- Study material
mod ui;

use clap::{error::ErrorKind, CommandFactory, Parser};
use crossterm::{
    event::{KeyCode, KeyEvent, KeyModifiers},
    execute,
    terminal::{disable_raw_mode, enable_raw_mode, EnterAlternateScreen, LeaveAlternateScreen},
    tty::IsTty,
};
use rand::{rngs::StdRng, SeedableRng};
use ratatui::{
    backend::{Backend, CrosstermBackend},
    layout::Rect,
    Terminal,
};
use std::{
    error::Error,
    fs::{self, OpenOptions},
    io::{self, stdin},
    sync::Arc,
    time::{Duration, Instant},
};
use wordfall::{
    app_dirs::AppDirs,
    config::{Config, ConfigStore, FileConfigStore, Mode},
    effects::{ConfettiStyle, EffectLayer},
    game::{GameSession, LoseReport, SceneEvent},
    history::ResultsLog,
    runtime::{keystroke, AppEvent, CrosstermEventSource, FixedTicker, Runner},
    words::{EmbeddedWordSource, HttpWordSource, WordSource},
};

const TICK_RATE_MS: u64 = 50;
/// Longest step fed to the game after a stall (suspend, slow terminal)
const MAX_STEP: Duration = Duration::from_millis(250);

/// terminal typing game: type the falling words before they escape
#[derive(Parser, Debug, Clone)]
#[clap(
    version,
    about,
    long_about = "Words scroll across the screen; type one and press space to blast it. Keep your accuracy up and don't let too many slip past."
)]
pub struct Cli {
    /// rule set to play
    #[clap(short = 'm', long, value_enum)]
    mode: Option<Mode>,

    /// number of lives in lives mode
    #[clap(short = 'l', long)]
    lives: Option<u32>,

    /// seconds between new words at the start
    #[clap(short = 'i', long)]
    interval: Option<f64>,

    /// use the bundled word list instead of the online word provider
    #[clap(long)]
    offline: bool,

    /// word provider URL; must answer `?number=N` with a JSON array of words
    #[clap(long)]
    api_url: Option<String>,

    /// seed for word placement and speeds
    #[clap(long)]
    seed: Option<u64>,

    /// words passing through the avatar are not destroyed
    #[clap(long)]
    no_collisions: bool,

    /// store these settings as the new defaults
    #[clap(long)]
    save_config: bool,
}

impl Cli {
    /// Overlay command line flags on the stored configuration
    fn apply(&self, config: &mut Config) {
        if let Some(mode) = self.mode {
            config.mode = mode;
        }
        if let Some(lives) = self.lives {
            config.lives = lives.max(1);
        }
        if let Some(interval) = self.interval {
            config.spawn_interval_secs = interval;
        }
        if let Some(ref url) = self.api_url {
            config.api_url = url.clone();
        }
        if self.offline {
            config.offline = true;
        }
        if self.no_collisions {
            config.collisions = false;
        }
    }
}

#[derive(Debug, Clone, PartialEq)]
pub enum AppState {
    Playing,
    GameOver(LoseReport),
}

pub struct App {
    pub config: Config,
    pub session: GameSession,
    pub effects: EffectLayer,
    pub state: AppState,
    results: Option<ResultsLog>,
    rng: StdRng,
}

fn word_source(config: &Config, seed: Option<u64>) -> Result<Arc<dyn WordSource>, Box<dyn Error>> {
    if config.offline {
        Ok(Arc::new(EmbeddedWordSource::english(seed)?))
    } else {
        Ok(Arc::new(HttpWordSource::new(
            config.api_url.clone(),
            config.fetch_timeout(),
        )))
    }
}

impl App {
    pub fn new(config: Config, seed: Option<u64>) -> Result<Self, Box<dyn Error>> {
        let source = word_source(&config, seed)?;
        let results = AppDirs::results_path().map(ResultsLog::new);
        Ok(Self::with_source(config, source, seed, results))
    }

    pub fn with_source(
        config: Config,
        source: Arc<dyn WordSource>,
        seed: Option<u64>,
        results: Option<ResultsLog>,
    ) -> Self {
        let session = GameSession::new(&config, source, seed);
        let rng = match seed {
            Some(seed) => StdRng::seed_from_u64(seed.wrapping_add(1)),
            None => StdRng::from_entropy(),
        };
        Self {
            config,
            session,
            effects: EffectLayer::new(ConfettiStyle::default()),
            state: AppState::Playing,
            results,
            rng,
        }
    }

    /// Sizes the game arena to the play field of a `frame`-sized terminal
    pub fn resize(&mut self, frame: Rect) {
        let field = ui::play_area(frame);
        self.session
            .resize(field.width.max(1) as f64, field.height.max(1) as f64);
    }

    pub fn on_tick(&mut self, dt: Duration) {
        let dt = dt.min(MAX_STEP);
        if self.state == AppState::Playing {
            self.session.tick(dt);
            self.process_events();
        }
        let arena = self.session.arena();
        self.effects.update(dt, arena.width, arena.height);
    }

    /// Returns false when the player asked to quit
    pub fn on_key(&mut self, key: KeyEvent) -> bool {
        if key.code == KeyCode::Esc
            || (key.modifiers.contains(KeyModifiers::CONTROL) && key.code == KeyCode::Char('c'))
        {
            return false;
        }

        match self.state {
            AppState::Playing => {
                if let Some(stroke) = keystroke(&key) {
                    self.session.on_key(stroke);
                    self.process_events();
                }
            }
            AppState::GameOver(_) => {
                if key.code == KeyCode::Char(' ') {
                    self.session.restart();
                    self.effects.clear();
                    self.state = AppState::Playing;
                }
            }
        }
        true
    }

    fn process_events(&mut self) {
        for event in self.session.drain_events() {
            match event {
                SceneEvent::Effect(effect) => self.effects.play(effect, &mut self.rng),
                SceneEvent::GameOver(report) => {
                    if let Some(ref results) = self.results {
                        if let Err(e) = results.append(&report) {
                            log::warn!("could not save results to {}: {e}", results.path().display());
                        }
                    }
                    self.effects.clear();
                    self.state = AppState::GameOver(report);
                }
                _ => {}
            }
        }
    }
}

fn init_logging() {
    let Some(path) = AppDirs::log_path() else {
        return;
    };
    if let Some(parent) = path.parent() {
        if fs::create_dir_all(parent).is_err() {
            return;
        }
    }
    let Ok(file) = OpenOptions::new().create(true).append(true).open(&path) else {
        return;
    };
    // stderr belongs to the TUI, so log lines go to the file
    env_logger::Builder::from_env(env_logger::Env::default().default_filter_or("info"))
        .target(env_logger::Target::Pipe(Box::new(file)))
        .init();
}

fn main() -> Result<(), Box<dyn Error>> {
    let cli = Cli::parse();

    if !stdin().is_tty() {
        let mut cmd = Cli::command();
        cmd.error(ErrorKind::Io, "stdin must be a tty").exit();
    }

    init_logging();

    let store = FileConfigStore::new();
    let mut config = store.load();
    cli.apply(&mut config);
    if cli.save_config {
        store.save(&config)?;
        log::info!("saved settings to {}", store.path().display());
    }

    let mut app = App::new(config, cli.seed)?;

    enable_raw_mode()?;

    let mut stdout = io::stdout();
    execute!(stdout, EnterAlternateScreen)?;
    let backend = CrosstermBackend::new(stdout);
    let mut terminal = Terminal::new(backend)?;

    let result = start_tui(&mut terminal, &mut app);

    disable_raw_mode()?;
    execute!(terminal.backend_mut(), LeaveAlternateScreen)?;
    terminal.show_cursor()?;

    result
}

fn start_tui<B: Backend>(terminal: &mut Terminal<B>, app: &mut App) -> Result<(), Box<dyn Error>> {
    let mut runner = Runner::new(
        CrosstermEventSource::new(),
        FixedTicker::new(Duration::from_millis(TICK_RATE_MS)),
    );

    let size = terminal.size()?;
    app.resize(Rect::new(0, 0, size.width, size.height));
    let mut last_tick = Instant::now();

    loop {
        terminal.draw(|f| f.render_widget(&*app, f.area()))?;

        match runner.step() {
            AppEvent::Tick => {
                let now = Instant::now();
                app.on_tick(now - last_tick);
                last_tick = now;
            }
            AppEvent::Resize => {
                let size = terminal.size()?;
                app.resize(Rect::new(0, 0, size.width, size.height));
            }
            AppEvent::Key(key) => {
                if !app.on_key(key) {
                    break;
                }
            }
        }
    }

    Ok(())
}

#[cfg(test)]
mod tests {
    use super::*;
    use ratatui::backend::TestBackend;
    use std::time::Duration;
    use tempfile::tempdir;
    use wordfall::game::LossReason;

    fn offline_app(mode: Mode) -> App {
        let config = Config {
            mode,
            offline: true,
            ..Config::default()
        };
        let source = Arc::new(EmbeddedWordSource::english(Some(3)).unwrap());
        let mut app = App::with_source(config, source, Some(3), None);
        app.session.wait_for_words(Duration::from_secs(5));
        app
    }

    fn screen_text(terminal: &Terminal<TestBackend>) -> String {
        terminal
            .backend()
            .buffer()
            .content()
            .iter()
            .map(|c| c.symbol())
            .collect()
    }

    fn key(code: KeyCode) -> KeyEvent {
        KeyEvent::new(code, KeyModifiers::NONE)
    }

    fn report() -> LoseReport {
        LoseReport {
            mode: Mode::Classic,
            reason: LossReason::TooManyMisses { threshold: 20 },
            wpm: 17,
            accuracy: 91,
            missed: 21,
            correct: 30,
            attempts: 33,
            spawn_interval: Duration::from_secs(1),
            elapsed: Duration::from_secs(120),
        }
    }

    #[test]
    fn test_cli_default_values() {
        let cli = Cli::parse_from(["wordfall"]);
        assert_eq!(cli.mode, None);
        assert_eq!(cli.lives, None);
        assert!(!cli.offline);
        assert!(!cli.save_config);
    }

    #[test]
    fn test_cli_overrides_config() {
        let cli = Cli::parse_from([
            "wordfall",
            "--mode",
            "lives",
            "-l",
            "5",
            "-i",
            "1.5",
            "--offline",
            "--no-collisions",
            "--api-url",
            "http://localhost:9000/words",
        ]);
        let mut config = Config::default();
        cli.apply(&mut config);
        assert_eq!(config.mode, Mode::Lives);
        assert_eq!(config.lives, 5);
        assert_eq!(config.spawn_interval_secs, 1.5);
        assert!(config.offline);
        assert!(!config.collisions);
        assert_eq!(config.api_url, "http://localhost:9000/words");
    }

    #[test]
    fn test_cli_leaves_unset_fields_alone() {
        let cli = Cli::parse_from(["wordfall"]);
        let mut config = Config {
            lives: 7,
            ..Config::default()
        };
        cli.apply(&mut config);
        assert_eq!(config.lives, 7);
        assert!(config.collisions);
    }

    #[test]
    fn test_escape_quits() {
        let mut app = offline_app(Mode::Classic);
        assert!(!app.on_key(key(KeyCode::Esc)));
        assert!(!app.on_key(KeyEvent::new(KeyCode::Char('c'), KeyModifiers::CONTROL)));
        assert!(app.on_key(key(KeyCode::Char('a'))));
    }

    #[test]
    fn test_typing_reaches_session() {
        let mut app = offline_app(Mode::Classic);
        app.on_key(key(KeyCode::Char('h')));
        app.on_key(key(KeyCode::Char('i')));
        assert_eq!(app.session.typing().input(), "hi");
        app.on_key(key(KeyCode::Char(' ')));
        assert_eq!(app.session.typing().input(), "");
    }

    #[test]
    fn test_words_appear_after_first_interval() {
        let mut app = offline_app(Mode::Classic);
        app.resize(Rect::new(0, 0, 80, 24));
        for _ in 0..41 {
            app.on_tick(Duration::from_millis(50));
        }
        assert_eq!(app.session.registry().len(), 1);
    }

    #[test]
    fn test_space_restarts_after_game_over() {
        let mut app = offline_app(Mode::Lives);
        app.state = AppState::GameOver(report());
        assert!(app.on_key(key(KeyCode::Char('x'))));
        assert_matches::assert_matches!(app.state, AppState::GameOver(_));
        app.on_key(key(KeyCode::Char(' ')));
        assert_eq!(app.state, AppState::Playing);
        assert!(!app.session.is_over());
    }

    #[test]
    fn test_game_over_is_logged() {
        let dir = tempdir().unwrap();
        let path = dir.path().join("results.csv");
        let config = Config {
            offline: true,
            count_wrong_commits: true,
            ..Config::default()
        };
        let source = Arc::new(EmbeddedWordSource::english(Some(3)).unwrap());
        let mut app = App::with_source(config, source, Some(3), Some(ResultsLog::new(&path)));
        app.resize(Rect::new(0, 0, 40, 12));

        // type garbage until accuracy sinks
        for _ in 0..11 {
            app.on_key(key(KeyCode::Char('q')));
            app.on_key(key(KeyCode::Char('q')));
            app.on_key(key(KeyCode::Char('q')));
            app.on_key(key(KeyCode::Enter));
        }
        app.on_tick(Duration::from_millis(50));

        assert_matches::assert_matches!(
            app.state,
            AppState::GameOver(LoseReport {
                reason: LossReason::LowAccuracy { .. },
                ..
            })
        );
        let contents = std::fs::read_to_string(&path).unwrap();
        assert_eq!(contents.lines().count(), 2);
        assert!(contents.contains(",accuracy"));
    }

    #[test]
    fn test_ui_renders_game_screen() {
        let mut app = offline_app(Mode::Lives);
        app.resize(Rect::new(0, 0, 60, 20));
        for c in "wor".chars() {
            app.on_key(key(KeyCode::Char(c)));
        }
        let mut terminal = Terminal::new(TestBackend::new(60, 20)).unwrap();
        terminal.draw(|f| f.render_widget(&app, f.area())).unwrap();
        let text = screen_text(&terminal);
        assert!(text.contains("WPM: 0"));
        assert!(text.contains("Missed: 0/20"));
        assert!(text.contains("♥"));
        assert!(text.contains("wor_"));
        assert!(text.contains("@"));
    }

    #[test]
    fn test_ui_renders_game_over_screen() {
        let mut app = offline_app(Mode::Classic);
        app.state = AppState::GameOver(report());
        let mut terminal = Terminal::new(TestBackend::new(80, 24)).unwrap();
        terminal.draw(|f| f.render_widget(&app, f.area())).unwrap();
        let text = screen_text(&terminal);
        assert!(text.contains("Game Over!"));
        assert!(text.contains("WPM: 17"));
        assert!(text.contains("Accuracy: 91%"));
        assert!(text.contains("Missed Words: 21"));
        assert!(text.contains("missing more than 20 words"));
        assert!(text.contains("Press Space to Restart"));
    }

    #[test]
    fn test_play_area_inside_borders() {
        let field = ui::play_area(Rect::new(0, 0, 80, 24));
        assert_eq!(field, Rect::new(1, 2, 78, 18));
    }
}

- Exercise directions
The response must hold only the lines above from the line with "the stored configuration" through the line with "let rng = match", each copied exactly, both ends kept.

- Response to the exercise
    /// Overlay command line flags on the stored configuration
    fn apply(&self, config: &mut Config) {
        if let Some(mode) = self.mode {
            config.mode = mode;
        }
        if let Some(lives) = self.lives {
            config.lives = lives.max(1);
        }
        if let Some(interval) = self.interval {
            config.spawn_interval_secs = interval;
        }
        if let Some(ref url) = self.api_url {
            config.api_url = url.clone();
        }
        if self.offline {
            config.offline = true;
        }
        if self.no_collisions {
            config.collisions = false;
        }
    }
}

#[derive(Debug, Clone, PartialEq)]
pub enum AppState {
    Playing,
    GameOver(LoseReport),
}

pub struct App {
    pub config: Config,
    pub session: GameSession,
    pub effects: EffectLayer,
    pub state: AppState,
    results: Option<ResultsLog>,
    rng: StdRng,
}

fn word_source(config: &Config, seed: Option<u64>) -> Result<Arc<dyn WordSource>, Box<dyn Error>> {
    if config.offline {
        Ok(Arc::new(EmbeddedWordSource::english(seed)?))
    } else {
        Ok(Arc::new(HttpWordSource::new(
            config.api_url.clone(),
            config.fetch_timeout(),
        )))
    }
}

impl App {
    pub fn new(config: Config, seed: Option<u64>) -> Result<Self, Box<dyn Error>> {
        let source = word_source(&config, seed)?;
        let results = AppDirs::results_path().map(ResultsLog::new);
        Ok(Self::with_source(config, source, seed, results))
    }

    pub fn with_source(
        config: Config,
        source: Arc<dyn WordSource>,
        seed: Option<u64>,
        results: Option<ResultsLog>,
    ) -> Self {
        let session = GameSession::new(&config, source, seed);
        let rng = match seed {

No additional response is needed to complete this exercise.